Date: Thu, 31 Oct 91 10:49:00 EST
From: <John.M.Lawlerum.cc.umich.edu>
Subject: Shouldn't Ignore These Strings
 Graham Katz asks about sentoids like:
 > Been planting corn all day.
 > Seems like Jake sold the farm.
 > Watch the crops for me?
 > Going home for break?
 As it happens, I chaired a dissertation study of precisely this
 phenomenon some years back. Here's the reference:
 Thrasher, Randolph Hallett, Jr. (1974) _Shouldn't Ignore These
 Strings: A Study of Conversational Deletion_.
 Unpublished Ph.D. dissertation, University of Michigan.

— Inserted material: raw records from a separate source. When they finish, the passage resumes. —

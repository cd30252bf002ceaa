use std::path::{Path, PathBuf};

use tracing::{info, warn};

const APP_DIR: &str = "grammar-galaxy";
const STUDENT_ID_FILE: &str = "student-id";

#[derive(Debug, Clone)]
pub struct Config {
    pub log_level: String,
    pub data_dir: PathBuf,
    /// `GALAXY_STUDENT_ID`, if set. See `resolve_student_id`.
    pub student_id: Option<String>,
}

impl Config {
    pub fn from_env() -> Self {
        let log_level = std::env::var("RUST_LOG").unwrap_or_else(|_| "info".to_string());

        let data_dir = std::env::var("GALAXY_DATA_DIR")
            .ok()
            .filter(|value| !value.trim().is_empty())
            .map(PathBuf::from)
            .unwrap_or_else(default_data_dir);

        let student_id = std::env::var("GALAXY_STUDENT_ID")
            .ok()
            .map(|value| value.trim().to_string())
            .filter(|value| !value.is_empty());

        Self {
            log_level,
            data_dir,
            student_id,
        }
    }

    /// The configured id, else the one remembered in the data dir, else a
    /// new UUID v4 that is written there so later runs reuse it.
    pub fn resolve_student_id(&self) -> std::io::Result<String> {
        if let Some(id) = &self.student_id {
            return Ok(id.clone());
        }
        remembered_student_id(&self.data_dir)
    }
}

fn remembered_student_id(data_dir: &Path) -> std::io::Result<String> {
    let path = data_dir.join(STUDENT_ID_FILE);
    match std::fs::read_to_string(&path) {
        Ok(contents) if !contents.trim().is_empty() => {
            let id = contents.trim().to_string();
            info!(student_id = %id, path = %path.display(), "using remembered student id");
            return Ok(id);
        }
        Ok(_) => {}
        Err(err) if err.kind() == std::io::ErrorKind::NotFound => {}
        Err(err) => return Err(err),
    }

    let id = uuid::Uuid::new_v4().to_string();
    std::fs::create_dir_all(data_dir)?;
    std::fs::write(&path, &id)?;
    warn!(
        student_id = %id,
        path = %path.display(),
        "GALAXY_STUDENT_ID not set, generated a new student id"
    );
    Ok(id)
}

fn default_data_dir() -> PathBuf {
    dirs::data_dir()
        .map(|dir| dir.join(APP_DIR))
        .unwrap_or_else(|| PathBuf::from("./data"))
}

 This is available, like all U.M. dissertations, from University
 Microfilms in the usual way. It's pretty good, and pretty thorough,
 and holds up remarkably well 17 years later. Thrasher (who has
 been living and teaching in Japan for many years - don't know his
 e-mail address, sorry) analyzes this as, essentially, a pragmatic
 phenomenon with syntactic effects.
 (A parenthetical note: despite the bucolic nature of some of the
 examples these are by no means restricted to rural contexts.)
 Some interesting exx (from memory):
 a) Wife's on the phone, Bill. (= Your wife)
 b) *Turn, Bill. (= Your turn)
 c) *Bill, wife's on the phone.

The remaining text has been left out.